The Millennium Library in downtown Winnipeg, Manitoba, my home town, has a patio/park area behind it. The park as well as indoor spaces contain pieces of public art.
The emptyful statue by artist Bill Pechet at the edge of the library’s park has became a frequently photographed Winnipeg landmark. A few years ago I met a young couple visiting Winnipeg from a neighouring U.S. state. emptyful was on their list of things to see in Winnipeg.
My sister, who lives on Vancouver Island, told me she likes to visit the library in Ganges on Salt Spring Island when she takes a day trip to Salt Spring because the library is lovely. My sister is also the person who suggested my husband and I visit the Central Library in Seattle when we were in that city. The exterior architecture of the glass and steel building is impressive. The interior is equally impressive. The library’s various programs are arranged across five platforms and four flowing “in between” planes. We rode the escalator up and down to see those platforms and planes.
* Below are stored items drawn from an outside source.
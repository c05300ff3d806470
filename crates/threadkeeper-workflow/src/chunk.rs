// SPDX-FileCopyrightText: 2026 Threadkeeper Contributors
// SPDX-License-Identifier: MIT OR Apache-2.0

//! Splitting long transcript entries into postable pieces.

/// Splits `text` into chunks of at most `max` characters.
///
/// Text within the limit is returned whole. Longer text is split on line
/// boundaries; a single line longer than `max` is hard-split. Joining the
/// chunks with newlines reproduces the text except where a line was
/// hard-split.
pub fn split_into_chunks(text: &str, max: usize) -> Vec<String> {
    let max = max.max(1);
    if text.chars().count() <= max {
        return vec![text.to_string()];
    }

    let mut chunks = Vec::new();
    let mut current: Option<(String, usize)> = None;

    for line in text.split('\n') {
        for piece in hard_split(line, max) {
            let piece_len = piece.chars().count();
            current = match current.take() {
                None => Some((piece, piece_len)),
                Some((mut buf, len)) if len + 1 + piece_len <= max => {
                    buf.push('\n');
                    buf.push_str(&piece);
                    Some((buf, len + 1 + piece_len))
                }
                Some((buf, _)) => {
                    chunks.push(buf);
                    Some((piece, piece_len))
                }
            };
        }
    }

    if let Some((buf, _)) = current {
        chunks.push(buf);
    }
    chunks
}

fn hard_split(line: &str, max: usize) -> Vec<String> {
    if line.chars().count() <= max {
        return vec![line.to_string()];
    }
    let chars: Vec<char> = line.chars().collect();
    chars.chunks(max).map(|c| c.iter().collect()).collect()
}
I’ve visited, albeit briefly, one of the libraries mentioned in the New York Times article. The New Central Library in Calgary, Alberta, Canada, is another architectural highlight. It was designed so the Light Rail Transit could run underneath its lobby. The interior with several levels overlooking a flowing staircase and the lobby area is welcoming and inviting.
It’s not only the building design that’s taken me to public libraries during my travels. I’ve actually used them to access books. When we wintered in Mesa, Arizona, a number of years ago, my husband and I regularly borrowed books from the library. When we spent a month in rural Panama, I paid a visit to the local library seeking information about the plants and trees in the area. They were mostly unfamiliar to me and I wanted to identify them. I must admit this trip was less than successful. The library was small. My Spanish was poor. I looked for picture books, particularly in the children’s section, hoping to spot plants I’d seen on our walks. I thought I could obtain Spanish names I could later google for information in English. Unfortunately I left the library no wiser than when I entered. However, that experience would not deter me from considering libraries in other locations as sources for information in the future.
Libraries of today do more than lend books. They host workshops and events. I’ve attended workshops and events in my home city and a couple of lectures when we were in Mesa, but haven’t generally sought out library events in other travels. Perhaps I need to change that.
Libraries are important to communities. Their influence can extend beyond locals to tourists as well.